CHICAGO—In the last few years, Tucker Development has concentrated on developing a set of high-profile mixed-use properties in New Jersey. But Richard Tucker, the chief executive officer, tells GlobeSt.com that with projects like Hudson Lights in suburban Fort Lee well underway, the Highland Park, IL-based company is ready to refocus on Chicagoland.

And although the company is best known here for retail projects like South Loop Marketplace and Marketplace at Six Corners in Chicago, and Country Club Plaza, a 450,000-square-foot center in suburban Country Club Hills, Tucker says he hopes to soon launch mixed-use projects with both retail and luxury rental, similar to their recent New Jersey efforts.

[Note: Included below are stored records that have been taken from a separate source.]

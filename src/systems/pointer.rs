//! Cursor picking: click-to-move commands, the destination marker and NPC
//! hover feedback.

use bevy::picking::mesh_picking::ray_cast::{MeshRayCast, RayCastSettings};
use bevy::prelude::*;
use bevy::window::PrimaryWindow;
use leafwing_input_manager::prelude::*;
use rand::Rng;
use std::collections::HashSet;

use crate::components::{Npc, Player, TargetMarker};
use crate::events::{MoveCommand, PointerHit};
use crate::plugins::core::MainCamera;
use crate::plugins::input::NavAction;

/// Mesh and material shared by every destination marker.
#[derive(Resource, Debug, Clone)]
pub struct TargetMarkerAssets {
    pub mesh: Handle<Mesh>,
    pub material: Handle<StandardMaterial>,
}

pub fn setup_target_marker_assets(
    mut commands: Commands,
    mut meshes: ResMut<Assets<Mesh>>,
    mut materials: ResMut<Assets<StandardMaterial>>,
) {
    commands.insert_resource(TargetMarkerAssets {
        mesh: meshes.add(Cuboid::new(0.1, 1.0, 0.1)),
        material: materials.add(StandardMaterial {
            base_color: Color::srgb(0.0, 1.0, 0.0),
            unlit: true,
            ..default()
        }),
    });
}

/// Classifies a ray hit: anything under an `Npc` entity is a dynamic target
/// located at the NPC's origin, everything else is a point on the level.
fn classify_hit(
    hit_entity: Entity,
    point: Vec3,
    parents: &Query<&Parent>,
    npcs: &Query<&GlobalTransform, With<Npc>>,
) -> PointerHit {
    std::iter::once(hit_entity)
        .chain(parents.iter_ancestors(hit_entity))
        .find_map(|e| npcs.get(e).ok().map(|transform| (e, transform.translation())))
        .map_or(PointerHit::StaticPoint(point), |(npc, origin)| {
            PointerHit::DynamicEntity(npc, origin)
        })
}

/// Returns the ray under the cursor, if the cursor is over the window.
fn cursor_ray(window: &Window, camera: &Camera, camera_transform: &GlobalTransform) -> Option<Ray3d> {
    let cursor = window.cursor_position()?;
    camera.viewport_to_world(camera_transform, cursor).ok()
}

/// System that handles clicks: casts a ray under the cursor and sends a
/// move command for the player toward whatever it hit.
#[allow(clippy::too_many_arguments)]
pub fn click_to_move_system(
    mut ray_cast: MeshRayCast,
    window_query: Query<&Window, With<PrimaryWindow>>,
    camera_query: Query<(&Camera, &GlobalTransform, &ActionState<NavAction>), With<MainCamera>>,
    player_query: Query<Entity, With<Player>>,
    children: Query<&Children>,
    parents: Query<&Parent>,
    npcs: Query<&GlobalTransform, With<Npc>>,
    markers: Query<Entity, With<TargetMarker>>,
    mut move_commands: EventWriter<MoveCommand>,
) {
    let Ok((camera, camera_transform, action_state)) = camera_query.get_single() else { return };
    if !action_state.just_pressed(&NavAction::Select) {
        return;
    }

    let Ok(window) = window_query.get_single() else { return };
    let Ok(player) = player_query.get_single() else { return };
    let Some(ray) = cursor_ray(window, camera, camera_transform) else { return };

    // The character and the marker are never click targets
    let excluded: HashSet<Entity> = std::iter::once(player)
        .chain(children.iter_descendants(player))
        .chain(markers.iter())
        .collect();
    let filter = |entity: Entity| !excluded.contains(&entity);
    let settings = RayCastSettings::default().with_filter(&filter);

    let Some((hit_entity, hit)) = ray_cast.cast_ray(ray, &settings).first() else {
        debug!("Click hit nothing");
        return;
    };

    let pointer_hit = classify_hit(*hit_entity, hit.point, &parents, &npcs);
    debug!("Click resolved to {:?}", pointer_hit);
    move_commands.send(MoveCommand {
        agent: player,
        hit: pointer_hit,
    });
}

/// System that keeps a single marker at the most recent destination.
pub fn target_marker_system(
    mut commands: Commands,
    mut move_commands: EventReader<MoveCommand>,
    markers: Query<Entity, With<TargetMarker>>,
    assets: Option<Res<TargetMarkerAssets>>,
) {
    let Some(command) = move_commands.read().last() else { return };
    let Some(assets) = assets else { return };

    for marker in &markers {
        commands.entity(marker).despawn_recursive();
    }

    commands.spawn((
        TargetMarker,
        Mesh3d(assets.mesh.clone()),
        MeshMaterial3d(assets.material.clone()),
        Transform::from_translation(command.hit.position()),
        Name::new("Target Marker"),
    ));
}

/// System that recolours NPC meshes with a random tint while the cursor
/// moves over them.
#[allow(clippy::too_many_arguments)]
pub fn npc_hover_tint_system(
    mut cursor_moved: EventReader<CursorMoved>,
    mut ray_cast: MeshRayCast,
    window_query: Query<&Window, With<PrimaryWindow>>,
    camera_query: Query<(&Camera, &GlobalTransform), With<MainCamera>>,
    parents: Query<&Parent>,
    npcs: Query<&GlobalTransform, With<Npc>>,
    tinted: Query<&MeshMaterial3d<StandardMaterial>>,
    mut materials: ResMut<Assets<StandardMaterial>>,
) {
    if cursor_moved.read().last().is_none() {
        return;
    }

    let Ok(window) = window_query.get_single() else { return };
    let Ok((camera, camera_transform)) = camera_query.get_single() else { return };
    let Some(ray) = cursor_ray(window, camera, camera_transform) else { return };

    let Some((hit_entity, hit)) = ray_cast.cast_ray(ray, &RayCastSettings::default()).first() else {
        return;
    };
    let hit_entity = *hit_entity;

    if !matches!(
        classify_hit(hit_entity, hit.point, &parents, &npcs),
        PointerHit::DynamicEntity(..)
    ) {
        return;
    }

    let Ok(material_handle) = tinted.get(hit_entity) else { return };
    if let Some(material) = materials.get_mut(&material_handle.0) {
        let mut rng = rand::thread_rng();
        material.base_color = Color::srgb(rng.gen(), rng.gen(), rng.gen());
    }
}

Adding luxury rental to these projects makes a great deal of sense, he says, since the modest and belated increase in rents for retail properties remains below the hike in construction costs. “It's really something we believe in; the retail and luxury rental components, which people are finding have pretty strong occupancy rates, can feed off of one another.”

For example, Phase I of Tucker's Hudson Lights, a one-million-square-foot development located at the entrance to the George Washington Bridge, will feature about 143,000-square-feet of retail space and 276 luxury apartments.

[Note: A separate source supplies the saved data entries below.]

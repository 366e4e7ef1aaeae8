//! Polygon-graph pathfinding for navigation zones.
//!
//! Two stages:
//! - A* over triangle adjacency yields a corridor of nodes.
//! - The simple stupid funnel algorithm pulls the corridor's portals into
//!   the shortest sequence of straight segments.

use bevy::prelude::*;
use std::cmp::Ordering;
use std::collections::{BinaryHeap, HashMap, HashSet};

use crate::resources::navmesh::NavNode;
use crate::utils::geometry::{cross_xz, points_equal_xz, triarea2};

/// Wrapper for f32 that implements Ord for use in BinaryHeap.
/// Uses total ordering where NaN is treated as greater than all other values.
#[derive(Clone, Copy, PartialEq)]
struct OrderedF32(f32);

impl Eq for OrderedF32 {}

impl Ord for OrderedF32 {
    fn cmp(&self, other: &Self) -> Ordering {
        self.0.total_cmp(&other.0)
    }
}

impl PartialOrd for OrderedF32 {
    fn partial_cmp(&self, other: &Self) -> Option<Ordering> {
        Some(self.cmp(other))
    }
}

/// A node in the A* open set.
#[derive(Clone, Copy, PartialEq, Eq)]
struct SearchNode {
    node: usize,
    priority: OrderedF32, // f: g + h (heuristic)
}

impl Ord for SearchNode {
    fn cmp(&self, other: &Self) -> Ordering {
        // Reverse ordering for min-heap (BinaryHeap is max-heap by default)
        other
            .priority
            .cmp(&self.priority)
            .then_with(|| other.node.cmp(&self.node))
    }
}

impl PartialOrd for SearchNode {
    fn partial_cmp(&self, other: &Self) -> Option<Ordering> {
        Some(self.cmp(other))
    }
}

/// Finds the corridor of nodes from `start` to `goal` using A*.
///
/// Edge cost and heuristic are both centroid-to-centroid distance.
/// Returns `Some(Vec<usize>)` with node ids from start to goal (inclusive),
/// or `None` if no adjacency route exists.
pub fn find_corridor(nodes: &[NavNode], start: usize, goal: usize) -> Option<Vec<usize>> {
    if start >= nodes.len() || goal >= nodes.len() {
        return None;
    }

    if start == goal {
        return Some(vec![goal]);
    }

    let goal_centroid = nodes[goal].centroid;
    let heuristic = |node: usize| nodes[node].centroid.distance(goal_centroid);

    let mut open_set = BinaryHeap::new();
    let mut came_from: HashMap<usize, usize> = HashMap::new();
    let mut g_score: HashMap<usize, f32> = HashMap::new();
    let mut closed_set: HashSet<usize> = HashSet::new();

    g_score.insert(start, 0.0);
    open_set.push(SearchNode {
        node: start,
        priority: OrderedF32(heuristic(start)),
    });

    while let Some(current) = open_set.pop() {
        if current.node == goal {
            return Some(reconstruct_path(&came_from, current.node));
        }

        // Skip if already processed with better cost
        if !closed_set.insert(current.node) {
            continue;
        }

        let current_g = g_score.get(&current.node).copied().unwrap_or(f32::INFINITY);
        let current_centroid = nodes[current.node].centroid;

        for &neighbour in &nodes[current.node].neighbours {
            if closed_set.contains(&neighbour) {
                continue;
            }

            let new_g = current_g + current_centroid.distance(nodes[neighbour].centroid);
            let known_g = g_score.get(&neighbour).copied().unwrap_or(f32::INFINITY);

            if new_g < known_g {
                came_from.insert(neighbour, current.node);
                g_score.insert(neighbour, new_g);
                open_set.push(SearchNode {
                    node: neighbour,
                    priority: OrderedF32(new_g + heuristic(neighbour)),
                });
            }
        }
    }

    None // No path found
}

/// Reconstructs the path from the came_from map.
fn reconstruct_path(came_from: &HashMap<usize, usize>, mut current: usize) -> Vec<usize> {
    let mut path = vec![current];
    while let Some(&prev) = came_from.get(&current) {
        path.push(prev);
        current = prev;
    }
    path.reverse();
    path
}

/// An edge crossed by the corridor, oriented relative to the travel direction.
#[derive(Debug, Clone, Copy, PartialEq)]
pub struct Portal {
    pub left: Vec3,
    pub right: Vec3,
}

impl Portal {
    /// Degenerate portal used for the start and end of a corridor.
    pub fn point(p: Vec3) -> Self {
        Self { left: p, right: p }
    }

    /// Orients the shared edge `a`-`b` for travel from the node centred at
    /// `from` to the node centred at `to`.
    pub fn oriented(a: Vec3, b: Vec3, from: Vec3, to: Vec3) -> Self {
        let side = cross_xz(a - from, b - from);
        let a_is_left = if side.abs() > f32::EPSILON {
            side < 0.0
        } else {
            // Degenerate source triangle: judge from the far side, where the sign flips.
            cross_xz(a - to, b - to) > 0.0
        };

        if a_is_left {
            Self { left: a, right: b }
        } else {
            Self { left: b, right: a }
        }
    }
}

fn push_point(points: &mut Vec<Vec3>, p: Vec3) {
    if points.last().map_or(true, |last| !points_equal_xz(*last, p)) {
        points.push(p);
    }
}

/// Pulls a string through the portals, returning the corner points of the
/// shortest path (including the first portal's point).
pub fn string_pull(portals: &[Portal]) -> Vec<Vec3> {
    let Some(first) = portals.first() else {
        return Vec::new();
    };

    let mut points = Vec::new();

    let mut apex = first.left;
    let mut left = first.left;
    let mut right = first.right;
    let mut apex_index = 0;
    let mut left_index = 0;
    let mut right_index = 0;

    push_point(&mut points, apex);

    let mut i = 1;
    while i < portals.len() {
        let portal = portals[i];

        // Update right vertex
        if triarea2(apex, right, portal.right) <= 0.0 {
            if points_equal_xz(apex, right) || triarea2(apex, left, portal.right) > 0.0 {
                // Tighten the funnel
                right = portal.right;
                right_index = i;
            } else {
                // Right over left: left becomes the new apex, restart from it
                push_point(&mut points, left);
                apex = left;
                apex_index = left_index;
                right = apex;
                right_index = apex_index;
                i = apex_index + 1;
                continue;
            }
        }

        // Update left vertex
        if triarea2(apex, left, portal.left) >= 0.0 {
            if points_equal_xz(apex, left) || triarea2(apex, right, portal.left) < 0.0 {
                // Tighten the funnel
                left = portal.left;
                left_index = i;
            } else {
                // Left over right: right becomes the new apex, restart from it
                push_point(&mut points, right);
                apex = right;
                apex_index = right_index;
                left = apex;
                left_index = apex_index;
                i = apex_index + 1;
                continue;
            }
        }

        i += 1;
    }

    if let Some(last) = portals.last() {
        push_point(&mut points, last.left);
    }

    points
}

#[cfg(test)]
mod tests {
    use super::*;

    /// A strip of nodes where node `i` neighbours `i - 1` and `i + 1`.
    fn strip(len: usize) -> Vec<NavNode> {
        (0..len)
            .map(|i| {
                let mut neighbours = Vec::new();
                let mut portals = Vec::new();
                if i > 0 {
                    neighbours.push(i - 1);
                    portals.push([0, 1]);
                }
                if i + 1 < len {
                    neighbours.push(i + 1);
                    portals.push([0, 1]);
                }
                NavNode {
                    id: i,
                    vertex_ids: [0, 1, 2],
                    centroid: Vec3::new(i as f32, 0.0, 0.0),
                    neighbours,
                    portals,
                }
            })
            .collect()
    }

    #[test]
    fn test_corridor_along_strip() {
        let nodes = strip(5);
        assert_eq!(find_corridor(&nodes, 0, 4), Some(vec![0, 1, 2, 3, 4]));
        assert_eq!(find_corridor(&nodes, 3, 1), Some(vec![3, 2, 1]));
        assert_eq!(find_corridor(&nodes, 2, 2), Some(vec![2]));
    }

    #[test]
    fn test_corridor_missing_link() {
        let mut nodes = strip(4);
        // Cut the strip between nodes 1 and 2
        nodes[1].neighbours.retain(|&n| n != 2);
        nodes[2].neighbours.retain(|&n| n != 1);
        assert!(find_corridor(&nodes, 0, 3).is_none());
        assert!(find_corridor(&nodes, 0, 9).is_none());
    }

    #[test]
    fn test_corridor_prefers_shorter_branch() {
        // 0 connects to goal 3 through either 1 (close) or 2 (far away).
        let node = |id: usize, centroid: Vec3, neighbours: Vec<usize>| NavNode {
            id,
            vertex_ids: [0, 1, 2],
            centroid,
            portals: vec![[0, 1]; neighbours.len()],
            neighbours,
        };
        let nodes = vec![
            node(0, Vec3::new(0.0, 0.0, 0.0), vec![1, 2]),
            node(1, Vec3::new(1.0, 0.0, 0.5), vec![0, 3]),
            node(2, Vec3::new(1.0, 0.0, 20.0), vec![0, 3]),
            node(3, Vec3::new(2.0, 0.0, 0.0), vec![1, 2]),
        ];
        assert_eq!(find_corridor(&nodes, 0, 3), Some(vec![0, 1, 3]));
    }

    #[test]
    fn test_portal_orientation() {
        let from = Vec3::new(0.0, 0.0, 0.0);
        let to = Vec3::new(2.0, 0.0, 0.0);
        let a = Vec3::new(1.0, 0.0, -1.0);
        let b = Vec3::new(1.0, 0.0, 1.0);

        let portal = Portal::oriented(a, b, from, to);
        assert_eq!(portal.left, b);
        assert_eq!(portal.right, a);

        // Travelling the other way swaps sides
        let back = Portal::oriented(a, b, to, from);
        assert_eq!(back.left, a);
        assert_eq!(back.right, b);
    }

    #[test]
    fn test_string_pull_straight_corridor() {
        let start = Vec3::new(0.0, 0.0, 0.0);
        let end = Vec3::new(4.0, 0.0, 0.0);
        let portals = vec![
            Portal::point(start),
            Portal { left: Vec3::new(1.0, 0.0, 1.0), right: Vec3::new(1.0, 0.0, -1.0) },
            Portal { left: Vec3::new(2.0, 0.0, 1.0), right: Vec3::new(2.0, 0.0, -1.0) },
            Portal { left: Vec3::new(3.0, 0.0, 1.0), right: Vec3::new(3.0, 0.0, -1.0) },
            Portal::point(end),
        ];
        assert_eq!(string_pull(&portals), vec![start, end]);
    }

    #[test]
    fn test_string_pull_wraps_corner() {
        // Corridor turns left around the corner (2, 0, 1)
        let start = Vec3::new(0.0, 0.0, 0.0);
        let end = Vec3::new(2.5, 0.0, 4.0);
        let corner = Vec3::new(2.0, 0.0, 1.0);
        let portals = vec![
            Portal::point(start),
            Portal { left: corner, right: Vec3::new(2.0, 0.0, -1.0) },
            Portal { left: corner, right: Vec3::new(3.0, 0.0, 1.0) },
            Portal::point(end),
        ];
        assert_eq!(string_pull(&portals), vec![start, corner, end]);
    }

    #[test]
    fn test_string_pull_empty() {
        assert!(string_pull(&[]).is_empty());
    }
}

It made sense for Tucker to develop such projects in a coastal market like New Jersey, with its tremendous density and access to capital, as the economic recovery began. But now that the recovery has arrived in the Midwest, he feels Chicago and many of its suburbs present remarkable opportunities.

“We have about five different deals in progress,” he says, but is not ready to provide many details. “These projects could take six to eighteen months to finalize, but we're setting our sights on getting two in the ground during 2015.” And the projects won't be small. Tucker expects each will cost at least $50 million, and “unfortunately, given what construction costs are today, they could be closer to $100 million.”

And, as the company did in New Jersey, he adds, it will focus on dense, affluent areas that are underserved by luxury rental units and retail. “Fort Lee is dramatically underserved; there hadn't been a new project there in many years.” He points to Chicago developer Dan McCaffrey's Roosevelt Collection in the South Loop as a good example of what the company wants to do. “That's a market that is now highly dense and affluent that can handle a project with residences and retail.”

“It's not as if we are leaving New Jersey,” he says. The company still has to finish up the giant Hudson Lights and other ventures, and has even started hunting around for additional opportunities on the New York side of the river. “But my hope is that in about six months we will be able to talk about a timeline for our Chicago projects.”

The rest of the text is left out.